DIRECTIONS FOR THIS TASK:
The output should be every line below that includes the word "skip".

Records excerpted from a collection
[Start of Attachment]
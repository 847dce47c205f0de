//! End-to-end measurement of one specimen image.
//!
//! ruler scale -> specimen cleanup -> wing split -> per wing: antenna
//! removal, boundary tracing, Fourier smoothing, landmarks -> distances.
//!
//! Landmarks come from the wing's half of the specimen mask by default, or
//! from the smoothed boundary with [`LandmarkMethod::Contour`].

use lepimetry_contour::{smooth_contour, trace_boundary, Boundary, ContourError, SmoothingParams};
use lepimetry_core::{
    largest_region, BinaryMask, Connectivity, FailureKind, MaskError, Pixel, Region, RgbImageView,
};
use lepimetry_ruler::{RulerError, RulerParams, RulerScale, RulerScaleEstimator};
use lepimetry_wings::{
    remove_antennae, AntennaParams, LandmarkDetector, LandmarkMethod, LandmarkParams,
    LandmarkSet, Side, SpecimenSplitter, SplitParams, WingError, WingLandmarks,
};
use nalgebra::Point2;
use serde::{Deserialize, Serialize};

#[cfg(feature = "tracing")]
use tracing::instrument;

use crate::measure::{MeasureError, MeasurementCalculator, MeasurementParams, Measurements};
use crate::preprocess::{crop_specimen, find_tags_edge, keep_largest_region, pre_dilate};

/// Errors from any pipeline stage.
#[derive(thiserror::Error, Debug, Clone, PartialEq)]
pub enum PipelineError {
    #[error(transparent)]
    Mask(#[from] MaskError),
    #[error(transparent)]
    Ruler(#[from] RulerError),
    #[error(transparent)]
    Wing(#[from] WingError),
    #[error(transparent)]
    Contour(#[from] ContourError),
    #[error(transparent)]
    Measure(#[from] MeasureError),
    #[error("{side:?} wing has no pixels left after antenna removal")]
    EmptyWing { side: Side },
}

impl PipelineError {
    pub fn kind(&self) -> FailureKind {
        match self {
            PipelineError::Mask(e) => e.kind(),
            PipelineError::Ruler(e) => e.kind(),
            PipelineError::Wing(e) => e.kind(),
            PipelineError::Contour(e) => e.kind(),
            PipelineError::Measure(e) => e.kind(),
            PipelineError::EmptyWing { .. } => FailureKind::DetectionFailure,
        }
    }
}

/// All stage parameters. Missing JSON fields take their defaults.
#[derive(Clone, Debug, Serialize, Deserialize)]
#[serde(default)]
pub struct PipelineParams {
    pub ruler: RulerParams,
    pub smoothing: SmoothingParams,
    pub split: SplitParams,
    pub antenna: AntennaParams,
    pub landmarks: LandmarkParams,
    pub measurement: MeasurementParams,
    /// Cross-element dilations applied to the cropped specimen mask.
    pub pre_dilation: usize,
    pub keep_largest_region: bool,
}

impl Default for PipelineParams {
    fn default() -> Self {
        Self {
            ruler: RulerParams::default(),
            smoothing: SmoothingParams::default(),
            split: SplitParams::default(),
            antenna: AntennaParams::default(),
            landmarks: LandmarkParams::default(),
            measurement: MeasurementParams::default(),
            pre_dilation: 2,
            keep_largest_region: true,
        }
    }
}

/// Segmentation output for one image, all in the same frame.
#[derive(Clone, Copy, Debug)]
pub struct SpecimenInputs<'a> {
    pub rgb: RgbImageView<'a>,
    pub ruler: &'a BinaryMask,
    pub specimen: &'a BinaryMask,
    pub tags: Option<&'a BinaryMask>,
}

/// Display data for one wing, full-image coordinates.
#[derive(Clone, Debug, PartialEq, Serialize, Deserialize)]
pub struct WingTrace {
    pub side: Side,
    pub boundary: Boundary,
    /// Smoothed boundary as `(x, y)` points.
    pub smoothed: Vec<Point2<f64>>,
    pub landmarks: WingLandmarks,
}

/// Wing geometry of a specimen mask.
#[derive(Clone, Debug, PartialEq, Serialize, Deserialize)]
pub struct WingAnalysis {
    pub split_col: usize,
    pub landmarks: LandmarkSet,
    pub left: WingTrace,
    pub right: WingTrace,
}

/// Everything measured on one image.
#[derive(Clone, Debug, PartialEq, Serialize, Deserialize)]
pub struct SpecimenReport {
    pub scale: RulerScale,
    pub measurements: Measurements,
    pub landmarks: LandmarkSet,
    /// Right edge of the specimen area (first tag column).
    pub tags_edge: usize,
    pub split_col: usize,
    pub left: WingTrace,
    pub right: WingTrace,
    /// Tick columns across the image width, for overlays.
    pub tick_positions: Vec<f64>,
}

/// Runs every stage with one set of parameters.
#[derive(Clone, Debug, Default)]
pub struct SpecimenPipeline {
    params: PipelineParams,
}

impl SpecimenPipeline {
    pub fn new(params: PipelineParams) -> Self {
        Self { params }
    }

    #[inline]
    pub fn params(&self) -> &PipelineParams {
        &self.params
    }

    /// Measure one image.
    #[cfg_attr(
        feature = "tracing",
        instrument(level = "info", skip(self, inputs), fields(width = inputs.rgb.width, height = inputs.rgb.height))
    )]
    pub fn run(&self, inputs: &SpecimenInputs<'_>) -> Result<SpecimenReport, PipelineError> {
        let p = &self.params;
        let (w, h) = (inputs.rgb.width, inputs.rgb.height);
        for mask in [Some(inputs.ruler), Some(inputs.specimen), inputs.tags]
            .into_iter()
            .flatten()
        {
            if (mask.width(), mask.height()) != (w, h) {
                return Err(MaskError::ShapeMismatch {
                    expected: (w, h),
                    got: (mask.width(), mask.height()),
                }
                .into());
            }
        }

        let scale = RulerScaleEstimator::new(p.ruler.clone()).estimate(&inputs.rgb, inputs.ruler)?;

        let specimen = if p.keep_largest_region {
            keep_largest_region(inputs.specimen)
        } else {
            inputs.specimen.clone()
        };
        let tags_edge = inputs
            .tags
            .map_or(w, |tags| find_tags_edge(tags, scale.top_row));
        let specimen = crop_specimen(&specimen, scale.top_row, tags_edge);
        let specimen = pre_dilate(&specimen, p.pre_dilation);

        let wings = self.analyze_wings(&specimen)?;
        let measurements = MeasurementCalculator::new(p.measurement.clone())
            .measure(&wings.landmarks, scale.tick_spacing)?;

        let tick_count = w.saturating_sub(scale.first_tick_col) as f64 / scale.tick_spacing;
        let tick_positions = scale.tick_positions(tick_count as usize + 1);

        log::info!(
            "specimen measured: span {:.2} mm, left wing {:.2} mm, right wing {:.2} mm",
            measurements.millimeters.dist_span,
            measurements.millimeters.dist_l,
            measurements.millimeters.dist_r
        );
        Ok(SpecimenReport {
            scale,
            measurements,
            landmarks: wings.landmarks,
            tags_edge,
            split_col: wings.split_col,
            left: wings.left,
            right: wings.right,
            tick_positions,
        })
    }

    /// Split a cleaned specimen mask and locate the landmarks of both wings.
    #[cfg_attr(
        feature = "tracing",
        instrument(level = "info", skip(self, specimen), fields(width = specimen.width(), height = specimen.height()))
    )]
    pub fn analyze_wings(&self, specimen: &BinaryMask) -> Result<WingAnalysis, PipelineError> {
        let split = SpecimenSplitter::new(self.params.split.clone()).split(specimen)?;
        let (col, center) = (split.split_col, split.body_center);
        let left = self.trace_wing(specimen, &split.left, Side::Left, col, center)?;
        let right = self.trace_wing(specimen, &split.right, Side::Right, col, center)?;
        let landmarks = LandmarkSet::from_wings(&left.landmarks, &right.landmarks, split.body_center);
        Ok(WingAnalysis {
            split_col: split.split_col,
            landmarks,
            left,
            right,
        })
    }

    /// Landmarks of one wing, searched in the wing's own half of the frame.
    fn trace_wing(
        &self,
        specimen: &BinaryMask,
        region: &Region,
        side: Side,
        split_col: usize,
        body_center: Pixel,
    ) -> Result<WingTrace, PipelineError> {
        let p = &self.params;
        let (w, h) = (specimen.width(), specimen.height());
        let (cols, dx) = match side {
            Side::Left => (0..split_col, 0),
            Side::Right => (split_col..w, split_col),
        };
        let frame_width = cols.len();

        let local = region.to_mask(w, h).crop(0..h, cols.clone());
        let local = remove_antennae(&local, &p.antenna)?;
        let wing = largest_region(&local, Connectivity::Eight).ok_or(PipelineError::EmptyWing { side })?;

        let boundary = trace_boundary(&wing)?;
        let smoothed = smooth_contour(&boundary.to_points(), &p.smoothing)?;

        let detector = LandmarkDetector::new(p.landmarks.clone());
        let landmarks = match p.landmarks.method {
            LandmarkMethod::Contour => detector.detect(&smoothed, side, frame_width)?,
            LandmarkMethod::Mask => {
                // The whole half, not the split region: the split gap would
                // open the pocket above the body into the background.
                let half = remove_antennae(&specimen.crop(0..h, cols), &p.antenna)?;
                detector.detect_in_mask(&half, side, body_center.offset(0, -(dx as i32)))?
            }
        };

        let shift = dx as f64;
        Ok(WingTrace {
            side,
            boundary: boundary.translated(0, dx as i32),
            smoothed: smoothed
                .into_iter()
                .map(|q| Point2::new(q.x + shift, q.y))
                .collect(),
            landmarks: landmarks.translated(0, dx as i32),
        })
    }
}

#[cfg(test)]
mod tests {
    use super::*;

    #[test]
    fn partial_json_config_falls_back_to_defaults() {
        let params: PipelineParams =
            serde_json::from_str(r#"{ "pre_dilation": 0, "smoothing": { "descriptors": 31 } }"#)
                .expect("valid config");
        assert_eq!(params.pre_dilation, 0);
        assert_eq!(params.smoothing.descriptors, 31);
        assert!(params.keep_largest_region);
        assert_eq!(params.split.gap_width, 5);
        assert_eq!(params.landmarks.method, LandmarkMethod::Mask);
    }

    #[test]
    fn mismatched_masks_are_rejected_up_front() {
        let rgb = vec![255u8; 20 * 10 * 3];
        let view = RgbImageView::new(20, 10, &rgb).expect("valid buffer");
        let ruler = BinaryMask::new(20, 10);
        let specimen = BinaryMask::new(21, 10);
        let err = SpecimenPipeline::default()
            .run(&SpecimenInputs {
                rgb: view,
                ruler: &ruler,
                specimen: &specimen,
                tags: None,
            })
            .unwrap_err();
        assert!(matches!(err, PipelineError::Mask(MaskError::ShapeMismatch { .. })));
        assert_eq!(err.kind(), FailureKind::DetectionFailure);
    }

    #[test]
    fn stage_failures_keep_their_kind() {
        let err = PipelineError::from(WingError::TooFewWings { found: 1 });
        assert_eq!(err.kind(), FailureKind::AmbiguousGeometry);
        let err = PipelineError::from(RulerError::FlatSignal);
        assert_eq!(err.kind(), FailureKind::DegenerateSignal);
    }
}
[End of Attachment]
TASK OUTPUT:
        instrument(level = "info", skip(self, inputs), fields(width = inputs.rgb.width, height = inputs.rgb.height))
        instrument(level = "info", skip(self, specimen), fields(width = specimen.width(), height = specimen.height()))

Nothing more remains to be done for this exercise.